** Opening Data for the task block **

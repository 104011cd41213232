//! Command handlers for the pipelog CLI.
//!
//! Each submodule handles a specific CLI command or command group.
//! The main dispatch logic remains in main.rs.

pub mod analyze;
pub mod completions;
pub mod config;

use anyhow::Result;
use std::path::{Path, PathBuf};

use pipelog::Config;

/// Config file in effect: `--config` if given, else the default location.
pub fn config_file(path: Option<&Path>) -> Result<PathBuf> {
    match path {
        Some(path) => Ok(path.to_path_buf()),
        None => Config::config_path(),
    }
}

/// Load the config file in effect, falling back to defaults if it is missing.
pub fn load_config(path: Option<&Path>) -> Result<Config> {
    Config::load_from(&config_file(path)?)
}
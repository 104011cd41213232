//! Log file discovery.
//!
//! Scans a single folder (not recursively) for files whose extension matches
//! the configured one, ignoring case, so `app.Log` and `app.LOG` both match
//! `log`. Results are sorted by file name so repeated runs process files in
//! the same order.

use std::fs;
use std::path::{Path, PathBuf};

use crate::ingest::IngestError;

/// Normalize an extension setting: drop a leading dot and surrounding spaces.
pub fn normalize_extension(extension: &str) -> &str {
    extension.trim().trim_start_matches('.')
}

/// True if `path` has the given extension, compared case-insensitively.
pub fn has_extension(path: &Path, extension: &str) -> bool {
    let wanted = normalize_extension(extension);
    path.extension()
        .and_then(|e| e.to_str())
        .map(|e| e.eq_ignore_ascii_case(wanted))
        .unwrap_or(false)
}

/// List the log files directly inside `dir`.
///
/// # Errors
///
/// - [`IngestError::InputNotFound`] if `dir` does not exist or is not a folder
/// - [`IngestError::Open`] if the folder cannot be listed
/// - [`IngestError::NoLogFiles`] if nothing matches
pub fn discover_log_files(dir: &Path, extension: &str) -> Result<Vec<PathBuf>, IngestError> {
    let extension = normalize_extension(extension);

    if !dir.is_dir() {
        return Err(IngestError::InputNotFound {
            path: dir.to_path_buf(),
            extension: extension.to_string(),
        });
    }

    let entries = fs::read_dir(dir).map_err(|source| IngestError::Open {
        path: dir.to_path_buf(),
        source,
    })?;

    let mut files: Vec<PathBuf> = entries
        .filter_map(|entry| entry.ok())
        .map(|entry| entry.path())
        .filter(|path| path.is_file() && has_extension(path, extension))
        .collect();

    if files.is_empty() {
        return Err(IngestError::NoLogFiles {
            path: dir.to_path_buf(),
            extension: extension.to_string(),
        });
    }

    files.sort_by(|a, b| a.file_name().cmp(&b.file_name()));
    tracing::info!(count = files.len(), dir = %dir.display(), "discovered log files");
    Ok(files)
}
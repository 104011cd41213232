//! Failures of the ingest layer.
//!
//! Only I/O can fail here. Record-level problems (short or garbled records)
//! are not errors; they surface as [`Classification::Unclassifiable`].
//!
//! [`Classification::Unclassifiable`]: super::Classification::Unclassifiable

use std::io;
use std::path::PathBuf;

/// Errors raised while locating or reading log files.
#[derive(Debug, thiserror::Error)]
pub enum IngestError {
    /// The input directory does not exist. Fatal for the whole run.
    #[error("Input folder not found: {path}. Create it and add your .{extension} files.")]
    InputNotFound { path: PathBuf, extension: String },

    /// The input directory exists but holds no matching files. Fatal.
    #[error("No .{extension} files found in {path}")]
    NoLogFiles { path: PathBuf, extension: String },

    /// A single file could not be opened. The run skips it.
    #[error("Failed to open {path}: {source}")]
    Open {
        path: PathBuf,
        #[source]
        source: io::Error,
    },

    /// A single file failed mid-read (including invalid UTF-8). The run skips it.
    #[error("Failed to read {path}: {source}")]
    Read {
        path: PathBuf,
        #[source]
        source: io::Error,
    },
}

impl IngestError {
    /// True for errors that end the run rather than skipping one file.
    pub fn is_fatal(&self) -> bool {
        matches!(
            self,
            IngestError::InputNotFound { .. } | IngestError::NoLogFiles { .. }
        )
    }
}
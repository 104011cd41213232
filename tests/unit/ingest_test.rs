//! Tests for the reassembly, classification and aggregation pipeline

use std::io::Cursor;
use std::path::PathBuf;

use pipelog::ingest::{Classification, FieldSet, STATE_ERROR};
use pipelog::{analyze_reader, Extractor, RecordReassembler, RunSummary, StatesOfInterest};

use crate::helpers::{load_fixture, record_line, summarize};

#[test]
fn single_error_line_is_counted_and_extracted() {
    let summary = summarize(
        "app.log",
        "01/01/2024 12:00:00.000 | a | b | c | ERR | CAJA1 | MOD1 | FLUJO1 | Mensaje de error\n",
    );

    assert_eq!(summary.states.get("ERR"), 1);
    let errors: Vec<_> = summary.error_records().collect();
    assert_eq!(errors.len(), 1);
    assert_eq!(errors[0].state, "ERR");
    assert_eq!(errors[0].box_id, "CAJA1");
    assert_eq!(errors[0].module, "MOD1");
    assert_eq!(errors[0].flow, "FLUJO1");
    assert_eq!(errors[0].message, "Mensaje de error");
}

#[test]
fn continuation_joins_info_record_without_extraction() {
    let summary = summarize(
        "app.log",
        "01/01/2024 12:00:00.000 | a | b | c | INF | CAJA1 | MOD1 | FLUJO1 | ok\ncontinued text\n",
    );

    assert_eq!(summary.total_records(), 1);
    assert_eq!(summary.states.get("INF"), 1);
    assert!(summary.records.is_empty());
}

#[test]
fn four_field_record_is_unclassifiable() {
    let summary = summarize("app.log", "01/01/2024 12:00:00.000|a|b|c\n");

    assert_eq!(summary.total_records(), 1);
    assert_eq!(summary.unclassified(), 1);
    assert!(summary.states.is_empty());
    assert!(summary.records.is_empty());
}

#[test]
fn empty_file_is_processed_with_zero_totals() {
    let summary = summarize("empty.log", "");

    assert_eq!(summary.states.total(), 0);
    assert!(summary.records.is_empty());
    assert_eq!(summary.files_attempted(), 1);
    assert_eq!(summary.files[0].stats.lines, 0);
}

#[test]
fn multiline_fixture_is_reassembled() {
    let summary = summarize("multiline.log", &load_fixture("multiline.log"));
    let stats = summary.files[0].stats;

    assert_eq!(stats.lines, 9);
    assert_eq!(stats.records, 6);
    assert_eq!(stats.orphan_lines, 1);
    assert_eq!(stats.unclassified, 1);

    assert_eq!(summary.states.get("INF"), 2);
    assert_eq!(summary.states.get("ERR"), 2);
    assert_eq!(summary.states.get("WRN"), 1);

    let errors: Vec<_> = summary.error_records().collect();
    assert_eq!(
        errors[0].message,
        "Timeout al contactar al banco    at Banco.Conectar()    at Ventas.Cobrar()"
    );
    assert_eq!(errors[1].message, "Respuesta invalida|codigo=17");
    assert_eq!(summary.warning_records().count(), 1);
}

#[test]
fn only_continuation_lines_yield_nothing() {
    let summary = summarize("no_records.log", &load_fixture("no_records.log"));

    assert_eq!(summary.total_records(), 0);
    assert_eq!(summary.orphan_lines(), 2);
    assert!(summary.states.is_empty());
}

#[test]
fn flush_count_equals_record_start_count() {
    let text = load_fixture("multiline.log");
    let starts = text
        .lines()
        .filter(|l| pipelog::is_record_start(l))
        .count();

    let mut reassembler = RecordReassembler::new();
    let mut flushed = text
        .lines()
        .filter_map(|l| reassembler.push_line(l))
        .count();
    flushed += reassembler.finish().into_iter().count();

    assert_eq!(flushed, starts);
}

#[test]
fn splitting_is_lossless_modulo_trimming() {
    let text = record_line("12:00:00.000", "ERR", "CAJA1 | M | F | a | b");
    let untrimmed: Vec<&str> = text.split('|').collect();
    let fields = FieldSet::parse(&text);

    assert_eq!(fields.len(), untrimmed.len());
    let total: usize = untrimmed.iter().map(|f| f.len()).sum::<usize>() + untrimmed.len() - 1;
    assert_eq!(total, text.len());
}

#[test]
fn reprocessing_is_idempotent() {
    let text = load_fixture("multiline.log");
    let first = analyze_reader(Cursor::new(text.clone()), &Extractor::default()).unwrap();
    let second = analyze_reader(Cursor::new(text), &Extractor::default()).unwrap();
    assert_eq!(first, second);
}

#[test]
fn records_keep_file_order() {
    let text = [
        record_line("10:00:00.000", "ERR", "B | M | F | first"),
        record_line("09:00:00.000", "ERR", "A | M | F | second"),
        record_line("11:00:00.000", "ERR", "C | M | F | third"),
    ]
    .join("\n");
    let summary = summarize("app.log", &text);

    let messages: Vec<&str> = summary
        .error_records()
        .map(|r| r.message.as_str())
        .collect();
    assert_eq!(messages, vec!["first", "second", "third"]);
}

#[test]
fn custom_states_of_interest_capture_other_codes() {
    let extractor = Extractor::new(StatesOfInterest::new(["CRT"]));
    let text = record_line("10:00:00.000", "CRT", "CAJA9 | M | F | caida");

    match extractor.classify_text(&text) {
        Classification::Classified { state, extracted } => {
            assert_eq!(state, "CRT");
            assert_eq!(extracted.unwrap().box_id, "CAJA9");
        }
        other => panic!("expected classified, got {:?}", other),
    }
    assert!(extractor
        .classify_text(&record_line("10:00:00.000", "WRN", "B | M | F | x"))
        .extracted()
        .is_none());
}

#[test]
fn errors_are_captured_whatever_states_are_configured() {
    let extractor = Extractor::new(StatesOfInterest::new(["WRN"]));
    let text = [
        record_line("10:00:00.000", STATE_ERROR, "CAJA1 | M | F | fallo"),
        record_line("10:00:01.000", "WRN", "CAJA2 | M | F | lento"),
    ]
    .join("\n");

    let analysis = analyze_reader(Cursor::new(text), &extractor).unwrap();
    let mut summary = RunSummary::new();
    summary.absorb(PathBuf::from("app.log"), analysis);

    assert_eq!(summary.states.get("ERR"), 1);
    assert_eq!(summary.error_records().count(), 1);
    assert_eq!(summary.warning_records().count(), 1);
    assert_eq!(summary.errors_by_box.get("CAJA1"), Some(&1));
    assert_eq!(summary.error_locations(), vec![("CAJA1", "M", "F")]);
}

#[test]
fn short_error_records_are_kept_but_not_located() {
    let summary = summarize(
        "app.log",
        "01/01/2024 12:00:00.000|a|b|c|ERR|CAJA1\n\
         01/01/2024 12:00:01.000|a|b|c|ERR|CAJA2|MOD2\n\
         01/01/2024 12:00:02.000|a|b|c|ERR|CAJA3|MOD3|FLUJO3|mensaje\n",
    );

    assert_eq!(summary.states.get("ERR"), 3);
    assert_eq!(summary.error_records().count(), 3);
    assert_eq!(
        summary.errors_by_box_ranked(),
        vec![("CAJA2", 1), ("CAJA3", 1)]
    );
    assert_eq!(summary.error_locations(), vec![("CAJA3", "MOD3", "FLUJO3")]);
}

#[test]
fn six_field_error_leaves_box_tables_empty() {
    let summary = summarize(
        "app.log",
        "01/01/2024 12:00:00.000|a|b|c|ERR|CAJA1\n01/01/2024 12:00:01.000|a|b|c|ERR\n",
    );

    assert_eq!(summary.states.get("ERR"), 1);
    assert_eq!(summary.unclassified(), 1);
    assert!(summary.errors_by_box.is_empty());
    assert!(summary.error_locations().is_empty());
}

** Closing Data for the task block **

§ **Goal of the exercise**:
Find the lines above that contain the word "wanted" and copy each one.

§ **Written answer**:
    let wanted = normalize_extension(extension);
        .map(|e| e.eq_ignore_ascii_case(wanted))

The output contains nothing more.